(Collected data)
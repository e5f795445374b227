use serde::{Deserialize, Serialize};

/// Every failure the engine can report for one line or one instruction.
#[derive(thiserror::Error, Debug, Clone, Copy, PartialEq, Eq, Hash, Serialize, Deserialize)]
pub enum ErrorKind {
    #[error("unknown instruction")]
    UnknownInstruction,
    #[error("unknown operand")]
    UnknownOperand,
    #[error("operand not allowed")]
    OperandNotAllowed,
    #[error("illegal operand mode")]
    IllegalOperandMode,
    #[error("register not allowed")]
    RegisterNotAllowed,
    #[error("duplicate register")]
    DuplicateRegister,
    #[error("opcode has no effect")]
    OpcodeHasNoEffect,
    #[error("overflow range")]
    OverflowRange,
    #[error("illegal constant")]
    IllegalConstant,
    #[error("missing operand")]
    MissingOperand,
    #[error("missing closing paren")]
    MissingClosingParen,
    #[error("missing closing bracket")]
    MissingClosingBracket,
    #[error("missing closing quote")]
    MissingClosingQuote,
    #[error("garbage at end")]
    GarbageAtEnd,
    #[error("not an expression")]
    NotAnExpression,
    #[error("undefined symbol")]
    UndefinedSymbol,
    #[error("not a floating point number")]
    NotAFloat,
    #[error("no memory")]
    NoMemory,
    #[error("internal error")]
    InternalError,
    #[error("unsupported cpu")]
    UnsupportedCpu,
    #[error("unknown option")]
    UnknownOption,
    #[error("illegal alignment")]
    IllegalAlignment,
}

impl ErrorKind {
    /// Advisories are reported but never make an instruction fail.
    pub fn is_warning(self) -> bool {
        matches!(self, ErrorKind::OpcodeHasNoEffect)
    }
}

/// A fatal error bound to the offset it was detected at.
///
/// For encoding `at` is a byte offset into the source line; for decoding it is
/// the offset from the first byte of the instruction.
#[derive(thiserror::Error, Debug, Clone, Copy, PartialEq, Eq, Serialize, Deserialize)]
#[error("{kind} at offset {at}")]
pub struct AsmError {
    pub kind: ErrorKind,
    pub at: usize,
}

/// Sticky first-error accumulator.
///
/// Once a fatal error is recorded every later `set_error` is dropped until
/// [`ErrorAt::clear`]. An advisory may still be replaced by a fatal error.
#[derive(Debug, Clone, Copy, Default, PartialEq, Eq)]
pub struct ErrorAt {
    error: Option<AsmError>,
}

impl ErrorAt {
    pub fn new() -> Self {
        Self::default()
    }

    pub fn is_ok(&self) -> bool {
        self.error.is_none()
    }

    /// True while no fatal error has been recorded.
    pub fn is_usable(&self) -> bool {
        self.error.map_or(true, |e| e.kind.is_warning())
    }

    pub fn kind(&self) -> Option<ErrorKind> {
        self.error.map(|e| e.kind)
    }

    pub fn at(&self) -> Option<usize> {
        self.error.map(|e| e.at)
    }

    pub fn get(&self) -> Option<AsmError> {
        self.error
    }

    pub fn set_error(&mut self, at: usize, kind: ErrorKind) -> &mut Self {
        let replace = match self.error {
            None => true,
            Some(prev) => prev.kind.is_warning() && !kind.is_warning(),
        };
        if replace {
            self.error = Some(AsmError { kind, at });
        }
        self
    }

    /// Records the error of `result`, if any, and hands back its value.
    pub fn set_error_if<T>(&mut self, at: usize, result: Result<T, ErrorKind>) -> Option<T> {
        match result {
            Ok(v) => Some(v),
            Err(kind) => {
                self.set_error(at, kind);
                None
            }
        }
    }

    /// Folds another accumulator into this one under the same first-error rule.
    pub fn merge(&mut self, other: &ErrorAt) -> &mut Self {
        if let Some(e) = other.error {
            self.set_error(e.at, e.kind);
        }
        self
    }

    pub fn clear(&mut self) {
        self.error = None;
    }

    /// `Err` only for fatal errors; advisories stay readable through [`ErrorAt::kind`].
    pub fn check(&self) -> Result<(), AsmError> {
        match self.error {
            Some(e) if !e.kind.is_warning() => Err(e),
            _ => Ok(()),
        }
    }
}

==

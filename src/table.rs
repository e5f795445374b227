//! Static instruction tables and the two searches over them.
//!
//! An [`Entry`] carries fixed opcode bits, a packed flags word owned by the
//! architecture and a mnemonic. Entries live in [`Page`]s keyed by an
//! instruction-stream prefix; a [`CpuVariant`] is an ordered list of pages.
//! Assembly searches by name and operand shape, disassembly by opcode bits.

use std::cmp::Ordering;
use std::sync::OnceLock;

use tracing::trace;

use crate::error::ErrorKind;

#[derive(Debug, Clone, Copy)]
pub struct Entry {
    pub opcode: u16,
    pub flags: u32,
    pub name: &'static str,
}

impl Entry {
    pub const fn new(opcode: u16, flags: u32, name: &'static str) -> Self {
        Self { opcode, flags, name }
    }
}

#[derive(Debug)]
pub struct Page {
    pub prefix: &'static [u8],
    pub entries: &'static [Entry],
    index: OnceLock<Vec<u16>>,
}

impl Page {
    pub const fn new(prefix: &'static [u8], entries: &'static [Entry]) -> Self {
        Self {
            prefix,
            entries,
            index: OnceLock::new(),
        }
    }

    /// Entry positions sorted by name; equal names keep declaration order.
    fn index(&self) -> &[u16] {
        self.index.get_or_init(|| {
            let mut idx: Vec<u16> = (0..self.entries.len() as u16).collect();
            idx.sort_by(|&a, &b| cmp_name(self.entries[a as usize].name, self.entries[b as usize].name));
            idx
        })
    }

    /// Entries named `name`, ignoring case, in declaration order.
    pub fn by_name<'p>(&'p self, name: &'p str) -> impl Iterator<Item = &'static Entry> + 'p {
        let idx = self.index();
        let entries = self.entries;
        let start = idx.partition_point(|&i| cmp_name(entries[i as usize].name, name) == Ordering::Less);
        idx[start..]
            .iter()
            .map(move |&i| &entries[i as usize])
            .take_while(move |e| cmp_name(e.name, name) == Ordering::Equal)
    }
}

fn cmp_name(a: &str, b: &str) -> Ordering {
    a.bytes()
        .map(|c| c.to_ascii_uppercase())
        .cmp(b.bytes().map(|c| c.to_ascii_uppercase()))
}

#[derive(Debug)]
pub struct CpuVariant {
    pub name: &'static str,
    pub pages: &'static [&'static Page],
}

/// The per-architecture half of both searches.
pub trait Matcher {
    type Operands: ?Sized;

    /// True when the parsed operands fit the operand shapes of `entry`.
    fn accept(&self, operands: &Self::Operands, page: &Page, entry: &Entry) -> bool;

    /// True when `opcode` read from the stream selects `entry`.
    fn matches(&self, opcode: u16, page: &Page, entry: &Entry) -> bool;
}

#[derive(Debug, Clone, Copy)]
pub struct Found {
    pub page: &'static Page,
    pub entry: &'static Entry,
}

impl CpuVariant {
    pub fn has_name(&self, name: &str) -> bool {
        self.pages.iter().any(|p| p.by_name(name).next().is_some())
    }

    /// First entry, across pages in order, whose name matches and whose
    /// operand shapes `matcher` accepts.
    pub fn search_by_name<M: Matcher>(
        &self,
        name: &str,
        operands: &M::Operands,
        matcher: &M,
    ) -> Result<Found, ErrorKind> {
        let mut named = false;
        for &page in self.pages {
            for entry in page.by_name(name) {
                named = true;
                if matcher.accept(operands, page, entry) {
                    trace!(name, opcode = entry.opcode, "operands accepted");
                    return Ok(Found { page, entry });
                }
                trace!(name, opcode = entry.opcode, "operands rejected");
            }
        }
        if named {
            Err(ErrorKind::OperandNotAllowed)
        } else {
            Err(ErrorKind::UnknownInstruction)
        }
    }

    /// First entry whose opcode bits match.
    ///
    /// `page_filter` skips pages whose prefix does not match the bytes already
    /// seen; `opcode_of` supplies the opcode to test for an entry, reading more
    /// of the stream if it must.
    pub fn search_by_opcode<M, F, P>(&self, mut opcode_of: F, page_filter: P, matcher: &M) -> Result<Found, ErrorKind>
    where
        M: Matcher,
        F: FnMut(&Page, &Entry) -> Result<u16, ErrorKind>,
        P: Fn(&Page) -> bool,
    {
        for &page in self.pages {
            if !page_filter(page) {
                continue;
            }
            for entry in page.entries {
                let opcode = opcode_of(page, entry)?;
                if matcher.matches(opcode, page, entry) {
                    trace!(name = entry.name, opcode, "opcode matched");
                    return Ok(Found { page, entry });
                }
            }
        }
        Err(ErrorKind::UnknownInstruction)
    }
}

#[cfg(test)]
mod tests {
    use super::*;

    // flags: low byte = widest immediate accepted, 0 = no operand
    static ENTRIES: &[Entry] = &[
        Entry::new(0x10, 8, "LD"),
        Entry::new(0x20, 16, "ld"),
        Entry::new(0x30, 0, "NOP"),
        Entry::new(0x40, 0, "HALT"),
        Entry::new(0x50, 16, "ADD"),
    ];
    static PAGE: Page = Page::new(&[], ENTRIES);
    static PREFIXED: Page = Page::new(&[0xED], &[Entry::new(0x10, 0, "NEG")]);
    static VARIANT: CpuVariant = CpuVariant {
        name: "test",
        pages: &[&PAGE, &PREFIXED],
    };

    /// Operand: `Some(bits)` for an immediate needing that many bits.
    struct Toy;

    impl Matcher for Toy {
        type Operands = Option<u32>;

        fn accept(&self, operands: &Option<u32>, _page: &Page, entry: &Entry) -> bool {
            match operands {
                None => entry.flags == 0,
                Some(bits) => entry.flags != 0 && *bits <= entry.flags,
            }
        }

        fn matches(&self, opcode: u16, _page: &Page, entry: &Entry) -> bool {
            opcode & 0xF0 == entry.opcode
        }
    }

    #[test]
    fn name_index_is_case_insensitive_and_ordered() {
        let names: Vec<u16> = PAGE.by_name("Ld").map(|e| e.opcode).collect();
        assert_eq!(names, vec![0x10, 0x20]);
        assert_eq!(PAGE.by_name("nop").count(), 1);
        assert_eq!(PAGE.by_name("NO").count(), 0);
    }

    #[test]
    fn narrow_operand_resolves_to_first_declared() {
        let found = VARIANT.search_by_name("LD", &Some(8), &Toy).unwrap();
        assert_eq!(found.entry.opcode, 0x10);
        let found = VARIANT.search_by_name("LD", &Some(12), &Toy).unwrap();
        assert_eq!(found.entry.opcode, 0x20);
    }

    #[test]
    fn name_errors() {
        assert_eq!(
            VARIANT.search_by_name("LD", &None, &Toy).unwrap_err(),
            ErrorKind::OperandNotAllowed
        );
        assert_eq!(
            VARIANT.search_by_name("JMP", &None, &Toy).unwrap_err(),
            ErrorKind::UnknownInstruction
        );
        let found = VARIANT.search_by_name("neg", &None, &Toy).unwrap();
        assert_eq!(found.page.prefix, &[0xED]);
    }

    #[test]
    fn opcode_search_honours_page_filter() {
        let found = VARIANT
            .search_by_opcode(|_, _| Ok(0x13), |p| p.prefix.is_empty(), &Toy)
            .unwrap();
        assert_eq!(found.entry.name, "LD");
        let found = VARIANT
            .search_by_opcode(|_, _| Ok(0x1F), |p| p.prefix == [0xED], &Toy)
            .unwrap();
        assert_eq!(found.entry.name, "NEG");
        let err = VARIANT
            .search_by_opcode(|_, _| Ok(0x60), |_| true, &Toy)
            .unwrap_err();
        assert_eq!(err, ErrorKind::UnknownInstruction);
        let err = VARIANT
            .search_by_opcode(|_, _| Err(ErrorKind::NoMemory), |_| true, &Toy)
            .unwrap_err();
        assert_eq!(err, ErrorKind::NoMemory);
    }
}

* * *

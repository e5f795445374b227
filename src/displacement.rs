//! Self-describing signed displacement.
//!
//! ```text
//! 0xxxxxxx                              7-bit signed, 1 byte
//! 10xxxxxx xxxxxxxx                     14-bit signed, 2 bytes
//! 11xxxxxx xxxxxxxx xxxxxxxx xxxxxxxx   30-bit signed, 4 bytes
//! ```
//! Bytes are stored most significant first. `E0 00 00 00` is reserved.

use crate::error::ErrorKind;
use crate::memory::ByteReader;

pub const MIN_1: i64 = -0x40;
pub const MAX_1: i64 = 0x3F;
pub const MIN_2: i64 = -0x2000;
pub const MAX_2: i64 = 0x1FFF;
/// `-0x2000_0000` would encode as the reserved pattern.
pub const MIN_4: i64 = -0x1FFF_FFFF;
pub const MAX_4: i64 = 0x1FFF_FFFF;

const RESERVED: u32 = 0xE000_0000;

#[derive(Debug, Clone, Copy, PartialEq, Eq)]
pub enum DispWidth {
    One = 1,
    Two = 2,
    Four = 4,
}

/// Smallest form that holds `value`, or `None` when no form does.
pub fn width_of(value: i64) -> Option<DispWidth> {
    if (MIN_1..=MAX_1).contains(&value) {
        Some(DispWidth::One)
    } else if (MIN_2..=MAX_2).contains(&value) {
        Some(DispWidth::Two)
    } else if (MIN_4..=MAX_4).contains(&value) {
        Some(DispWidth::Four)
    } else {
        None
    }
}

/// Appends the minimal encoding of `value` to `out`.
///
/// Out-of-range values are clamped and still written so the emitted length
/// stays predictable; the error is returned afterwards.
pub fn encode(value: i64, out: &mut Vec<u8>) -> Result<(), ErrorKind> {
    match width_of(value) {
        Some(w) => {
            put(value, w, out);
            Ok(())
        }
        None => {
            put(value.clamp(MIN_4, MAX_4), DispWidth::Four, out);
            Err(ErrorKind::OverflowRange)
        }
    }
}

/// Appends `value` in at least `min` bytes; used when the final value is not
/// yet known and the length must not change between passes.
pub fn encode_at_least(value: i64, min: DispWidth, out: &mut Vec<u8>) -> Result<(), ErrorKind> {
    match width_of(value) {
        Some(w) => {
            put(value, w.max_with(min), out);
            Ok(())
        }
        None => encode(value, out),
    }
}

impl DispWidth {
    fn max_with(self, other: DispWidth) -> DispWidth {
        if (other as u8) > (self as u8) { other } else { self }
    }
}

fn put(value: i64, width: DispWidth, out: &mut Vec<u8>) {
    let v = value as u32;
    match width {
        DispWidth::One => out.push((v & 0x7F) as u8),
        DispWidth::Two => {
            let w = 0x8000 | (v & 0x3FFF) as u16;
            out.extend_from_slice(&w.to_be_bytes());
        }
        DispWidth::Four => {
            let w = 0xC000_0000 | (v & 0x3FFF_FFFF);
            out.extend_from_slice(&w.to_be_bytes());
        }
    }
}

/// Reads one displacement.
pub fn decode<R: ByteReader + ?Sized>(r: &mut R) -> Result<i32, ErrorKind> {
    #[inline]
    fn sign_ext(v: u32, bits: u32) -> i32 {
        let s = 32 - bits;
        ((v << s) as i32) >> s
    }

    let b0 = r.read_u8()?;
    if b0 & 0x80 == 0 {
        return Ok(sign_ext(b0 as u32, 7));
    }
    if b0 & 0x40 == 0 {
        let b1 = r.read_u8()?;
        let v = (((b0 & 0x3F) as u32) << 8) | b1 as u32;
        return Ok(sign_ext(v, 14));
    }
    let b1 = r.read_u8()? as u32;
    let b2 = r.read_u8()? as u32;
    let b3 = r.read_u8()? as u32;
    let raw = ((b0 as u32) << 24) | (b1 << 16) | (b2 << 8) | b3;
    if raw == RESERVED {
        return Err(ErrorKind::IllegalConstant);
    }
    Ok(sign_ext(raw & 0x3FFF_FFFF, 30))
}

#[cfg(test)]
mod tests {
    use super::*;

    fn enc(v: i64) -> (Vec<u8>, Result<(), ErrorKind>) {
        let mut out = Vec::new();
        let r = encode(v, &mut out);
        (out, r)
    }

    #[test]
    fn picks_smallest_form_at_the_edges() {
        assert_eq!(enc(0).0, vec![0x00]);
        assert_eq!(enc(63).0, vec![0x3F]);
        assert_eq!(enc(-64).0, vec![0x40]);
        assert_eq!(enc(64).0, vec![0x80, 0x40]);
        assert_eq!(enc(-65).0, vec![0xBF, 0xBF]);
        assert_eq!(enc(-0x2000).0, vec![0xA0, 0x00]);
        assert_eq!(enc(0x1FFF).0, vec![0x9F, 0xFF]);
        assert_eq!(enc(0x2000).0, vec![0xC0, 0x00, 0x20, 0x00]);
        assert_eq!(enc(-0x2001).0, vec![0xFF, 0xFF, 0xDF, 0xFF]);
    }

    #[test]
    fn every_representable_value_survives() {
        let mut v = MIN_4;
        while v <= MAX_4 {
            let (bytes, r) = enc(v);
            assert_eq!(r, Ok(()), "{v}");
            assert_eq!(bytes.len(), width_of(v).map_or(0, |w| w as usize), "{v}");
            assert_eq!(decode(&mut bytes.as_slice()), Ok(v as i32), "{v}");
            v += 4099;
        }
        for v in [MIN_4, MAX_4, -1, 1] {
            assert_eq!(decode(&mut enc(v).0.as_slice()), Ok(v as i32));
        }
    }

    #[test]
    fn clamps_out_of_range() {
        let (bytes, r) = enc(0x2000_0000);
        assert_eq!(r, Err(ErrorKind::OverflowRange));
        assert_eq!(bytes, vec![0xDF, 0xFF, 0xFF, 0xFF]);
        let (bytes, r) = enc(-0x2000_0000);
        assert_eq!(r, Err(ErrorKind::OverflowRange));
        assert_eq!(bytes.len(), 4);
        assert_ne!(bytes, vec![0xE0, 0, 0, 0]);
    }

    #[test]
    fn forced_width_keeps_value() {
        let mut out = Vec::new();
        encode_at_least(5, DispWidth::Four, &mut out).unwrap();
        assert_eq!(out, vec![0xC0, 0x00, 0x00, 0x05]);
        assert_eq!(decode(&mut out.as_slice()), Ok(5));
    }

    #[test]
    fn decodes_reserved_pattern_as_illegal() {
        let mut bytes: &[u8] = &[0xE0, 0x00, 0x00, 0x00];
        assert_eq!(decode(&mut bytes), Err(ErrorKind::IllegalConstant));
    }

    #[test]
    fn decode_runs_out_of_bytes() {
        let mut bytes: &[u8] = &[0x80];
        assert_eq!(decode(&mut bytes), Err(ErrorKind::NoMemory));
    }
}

** Task goal **
All lines above from the one holding "let mut idx: Vec<u16>" to the one holding "pub fn by_name<'p>(&'p", inclusive, are to be copied exactly; no other line is wanted.

** Task response **
            let mut idx: Vec<u16> = (0..self.entries.len() as u16).collect();
            idx.sort_by(|&a, &b| cmp_name(self.entries[a as usize].name, self.entries[b as usize].name));
            idx
        })
    }

    /// Entries named `name`, ignoring case, in declaration order.
    pub fn by_name<'p>(&'p self, name: &'p str) -> impl Iterator<Item = &'static Entry> + 'p {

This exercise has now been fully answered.